Donnerstag, 1. November 2007

Jan Wigger liebt ja doch nur Radiohead

Morgen ist es genau zwei Wochen her, dass das neue Jimmy Eat World-Album "Chase This Light" in Deutschland erschienen ist. Und was wurde nicht alles darüber geschrieben...! "Emo-Schlager" nannte Jan Wigger es und in diversen Foren wurde gestritten, ob das nicht alles viel zu poppig sei. Ich sage: Ach, leckt mich!

Natürlich besteht die Platte aus ingesamt mehr als 40 Minuten Hintergrund-Chören. Und natürlich ist man von den Vieren eigentlich mehr gewohnt als "Verse, Chorus, Verse, Chorus, Bridge, Chorus". Doch das stört höchstens solange, bis man sie entdeckt - die großen Momente und die schönen Zeilen. Ich breche übrigens in hysterisches Lachen aus, sollte sich jemand erdreisten und behaupten, dass die Texte 08/15-Emo-College-Scheiße sind. Ernsthaft: Jim Adkins mag zwar kein Poet sein, der mit seinen Worte abstrakte Welten erschafft, aber im Gegensatz zu all seinen Genre-Kollegen gelingt es ihm immer wieder, die Dinge, die irgendwie was mit dem menschlichen Miteinander zu tun hat, präzise, gefühlvoll und unpeinlich auf den Punkt zu bringen. Wobei ich den Begriff "gefühlvoll" schon jetzt anfange zu hassen, je mehr ich darüber nachdenke.

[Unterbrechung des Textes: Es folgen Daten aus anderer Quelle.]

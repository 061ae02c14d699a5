use crate::config::DUMP_BUFFER_SIZE;
use crate::error::DumpLineError;
use anyhow::{Context, Result};
use chrono::{DateTime, NaiveDateTime};
use serde::{Deserialize, Deserializer, Serialize};
use std::collections::BTreeMap;
use std::fs::File;
use std::io::BufReader;
use std::path::Path;

/// A name given either as a bare string or as an object carrying `name`.
#[derive(Debug, Clone, Deserialize)]
#[serde(untagged)]
pub enum NameRef {
    Name(String),
    Object { name: String },
}

impl NameRef {
    pub fn name(&self) -> &str {
        match self {
            NameRef::Name(name) | NameRef::Object { name } => name,
        }
    }
}

/// A faction state listed either as text or as `{"state": ...}`.
#[derive(Debug, Clone, Deserialize)]
#[serde(untagged)]
pub enum StateEntry {
    Name(String),
    Object { state: String },
}

impl StateEntry {
    pub fn state(&self) -> &str {
        match self {
            StateEntry::Name(state) | StateEntry::Object { state } => state,
        }
    }
}

/// Reads an explicit `null` the same as a missing field.
fn null_as_default<'de, D, T>(deserializer: D) -> Result<T, D::Error>
where
    D: Deserializer<'de>,
    T: Default + Deserialize<'de>,
{
    Ok(Option::<T>::deserialize(deserializer)?.unwrap_or_default())
}

#[derive(Debug, Clone, Copy, Deserialize)]
pub struct Coords {
    pub x: f64,
    pub y: f64,
    pub z: f64,
}

/// One system line of the dump.
#[derive(Debug, Clone, Deserialize)]
#[serde(rename_all = "camelCase")]
pub struct RawSystem {
    pub name: String,
    pub id64: Option<i64>,
    pub coords: Coords,
    pub population: Option<i64>,
    #[serde(default, deserialize_with = "null_as_default")]
    pub needs_permit: bool,
    pub allegiance: Option<String>,
    pub government: Option<String>,
    pub primary_economy: Option<String>,
    pub secondary_economy: Option<String>,
    pub security: Option<String>,
    pub controlling_power: Option<String>,
    #[serde(default, deserialize_with = "null_as_default")]
    pub powers: Vec<String>,
    pub power_state: Option<String>,
    pub controlling_faction: Option<NameRef>,
    pub date: Option<String>,
    #[serde(default, deserialize_with = "null_as_default")]
    pub factions: Vec<RawFaction>,
    #[serde(default, deserialize_with = "null_as_default")]
    pub stations: Vec<RawStation>,
    #[serde(default, deserialize_with = "null_as_default")]
    pub bodies: Vec<RawBody>,
}

impl RawSystem {
    /// Top level stations followed by stations on bodies.
    pub fn all_stations(&self) -> impl Iterator<Item = &RawStation> {
        self.stations
            .iter()
            .chain(self.bodies.iter().flat_map(|b| b.stations.iter()))
    }
}

#[derive(Debug, Clone, Deserialize)]
#[serde(rename_all = "camelCase")]
pub struct RawFaction {
    pub name: String,
    pub allegiance: Option<String>,
    pub government: Option<String>,
    pub influence: Option<f64>,
    pub state: Option<String>,
    #[serde(default, deserialize_with = "null_as_default")]
    pub active_states: Vec<StateEntry>,
    #[serde(default, deserialize_with = "null_as_default")]
    pub pending_states: Vec<StateEntry>,
    #[serde(default, deserialize_with = "null_as_default")]
    pub recovering_states: Vec<StateEntry>,
}

#[derive(Debug, Clone, Default, Deserialize)]
pub struct RawBody {
    #[serde(default, deserialize_with = "null_as_default")]
    pub stations: Vec<RawStation>,
}

#[derive(Debug, Clone, Deserialize)]
#[serde(rename_all = "camelCase")]
pub struct RawStation {
    pub name: String,
    pub id: Option<i64>,
    #[serde(rename = "type")]
    pub station_type: Option<String>,
    pub distance_to_arrival: Option<f64>,
    pub controlling_faction: Option<NameRef>,
    pub controlling_faction_state: Option<String>,
    pub allegiance: Option<String>,
    pub government: Option<String>,
    pub primary_economy: Option<String>,
    #[serde(default, deserialize_with = "null_as_default")]
    pub economies: BTreeMap<String, f64>,
    pub landing_pads: Option<BTreeMap<String, serde_json::Value>>,
    #[serde(default, deserialize_with = "null_as_default")]
    pub services: Vec<String>,
    pub market: Option<RawMarket>,
    pub outfitting: Option<RawOutfitting>,
    pub update_time: Option<String>,
}

#[derive(Debug, Clone, Default, Deserialize)]
pub struct RawMarket {
    #[serde(default, deserialize_with = "null_as_default")]
    pub commodities: Vec<RawCommodity>,
}

#[derive(Debug, Clone, Default, Deserialize)]
pub struct RawOutfitting {
    #[serde(default, deserialize_with = "null_as_default")]
    pub modules: Vec<RawModule>,
}

#[derive(Debug, Clone, Deserialize, Serialize, PartialEq)]
#[serde(rename_all = "camelCase")]
pub struct RawCommodity {
    pub commodity_id: i64,
    pub name: String,
    pub symbol: Option<String>,
    pub category: Option<String>,
    pub demand: Option<i64>,
    pub supply: Option<i64>,
    pub buy_price: Option<i64>,
    pub sell_price: Option<i64>,
}

#[derive(Debug, Clone, Deserialize, Serialize, PartialEq)]
#[serde(rename_all = "camelCase")]
pub struct RawModule {
    pub module_id: i64,
    pub name: String,
    pub symbol: Option<String>,
    pub category: Option<String>,
    pub class: Option<i64>,
    pub rating: Option<String>,
    pub ship: Option<String>,
}

pub fn open_dump(path: &Path) -> Result<BufReader<File>> {
    let file =
        File::open(path).with_context(|| format!("Failed to open galaxy dump at: {:?}", path))?;
    Ok(BufReader::with_capacity(DUMP_BUFFER_SIZE, file))
}

/// Parses one physical dump line.
///
/// Array brackets and blank lines yield `Ok(None)`. A trailing comma (or anything
/// else after the closing brace) is cut before decoding.
pub fn parse_system_line(line: &[u8]) -> Result<Option<RawSystem>, DumpLineError> {
    let line = line.trim_ascii();
    match line.first() {
        None | Some(b'[') | Some(b']') => return Ok(None),
        Some(b'{') => {}
        Some(_) => return Err(DumpLineError::NotAnObject),
    }

    let end = memchr::memrchr(b'}', line).ok_or(DumpLineError::NotAnObject)?;
    let system = serde_json::from_slice(&line[..=end])?;
    Ok(Some(system))
}

/// Parses dump timestamps such as `2023-04-02 18:29:18+00` into UTC seconds.
pub fn parse_timestamp(text: &str) -> Option<i64> {
    let text = text.trim();
    if let Ok(dt) = DateTime::parse_from_str(text, "%Y-%m-%d %H:%M:%S%#z") {
        return Some(dt.timestamp());
    }
    if let Ok(dt) = DateTime::parse_from_rfc3339(text) {
        return Some(dt.timestamp());
    }
    NaiveDateTime::parse_from_str(text, "%Y-%m-%d %H:%M:%S")
        .ok()
        .map(|dt| dt.and_utc().timestamp())
}
fn load_economies(tx: &Transaction<'_>, dir: &Path, pb: &ProgressBar) -> Result<u64> {
    let sql = upsert_sql(
        "station_economies",
        &["id", "economy_id", "is_primary", "proportion"],
        &["id", "economy_id"],
    );
    upsert_records(tx, dir, EntityKind::Economies, &sql, pb, |stmt, e: &StationEconomyRecord| {
        stmt.execute(params![e.id, e.economy_id, e.primary, e.proportion])
    })
}

fn load_commodity_pricing(tx: &Transaction<'_>, dir: &Path, pb: &ProgressBar) -> Result<u64> {
    let sql = upsert_sql(
        "commodity_pricing",
        &[
            "station_id",
            "commodity_id",
            "demand",
            "supply",
            "buy_price",
            "sell_price",
        ],
        &["station_id", "commodity_id"],
    );
    upsert_records(
        tx,
        dir,
        EntityKind::CommodityPricing,
        &sql,
        pb,
        |stmt, c: &CommodityPricingRecord| {
            stmt.execute(params![
                c.station_id,
                c.commodity_id,
                c.demand,
                c.supply,
                c.buy_price,
                c.sell_price
            ])
        },
    )
}

fn load_modules_sold(tx: &Transaction<'_>, dir: &Path, pb: &ProgressBar) -> Result<u64> {
    let sql = upsert_sql(
        "modules_sold",
        &["station_id", "module_id"],
        &["station_id", "module_id"],
    );
    upsert_records(tx, dir, EntityKind::ModulesSold, &sql, pb, |stmt, m: &ModuleSaleRecord| {
        stmt.execute(params![m.station_id, m.module_id])
    })
}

Wenn es Schwachpunkte gibt, dann tragen sie die Namen "Feeling Lucky" und "Here It Goes". Denn man ehrlich: Pop hin oder her, aber irgendwann ist auch mal gut und Avril Lavigne gehört aus dem Studio geschmissen. Aber das hätte eigentlich schon seit "The Authority Song" vom 2001er-Album "Bleed American" klar sein müssen. "Electable (Give It Up)" hingegen ist an sich ein schicker, nach vorne preschender Song, der live sicherlich Spaß macht. Aber warum besteht der Refrain zu 90% aus "Oh oh oh"? Hier übrigens noch eine kleine Geschichte, die ich lustig fand: Im offiziellen Forum der Band schrieb ein User, dass die Zeilen "Talking points from talking heads with automative smiles / There's no higher ground to stand than bottom of the pile / Give up acting unaware, you can't ignore the crime / The enemy is you as well, the enemy is I" auch aus dem Tagebuch des 12-jährigen Billie Joe Armstrong stammen könnten. Hm. Ja. Aber da stört's doch auch Niemanden.

Und solange Jimmy Eat World immer noch Songs wie "Let It Happen", "Carry You" (näher als in der Bridge dieses Songs war die Band seit der (zurecht!) gefeierten "Clarity" eben jenem Meisterwerk nie mehr), "Chase This Light" und "Dizzy" zustande bekommen, kann ich ihnen gar nicht böse sein. Denn egal wie trostlos der Tag war, und egal welche Abgründe in den Texten des Albums an sich zu finden sind, ich komme einfach nicht umhin, nach jedem Hören ein gutes Gefühl zu haben. Man möge mir lediglich noch erklären, warum "Be Sensible" es lediglich als Bonus Track auf das Album geschafft hat.

Jimmy Eat World sind letztlich wie ein guter Freund. Sie haben Macken, sie haben Fehler. Sie machen Dinge, die man ohne groß zu überlegen als "dumm" bezeichnen würde. Aber wenn es darauf ankommt, sind sie für einen da. Und jetzt wird's echt zu gefühlvoll.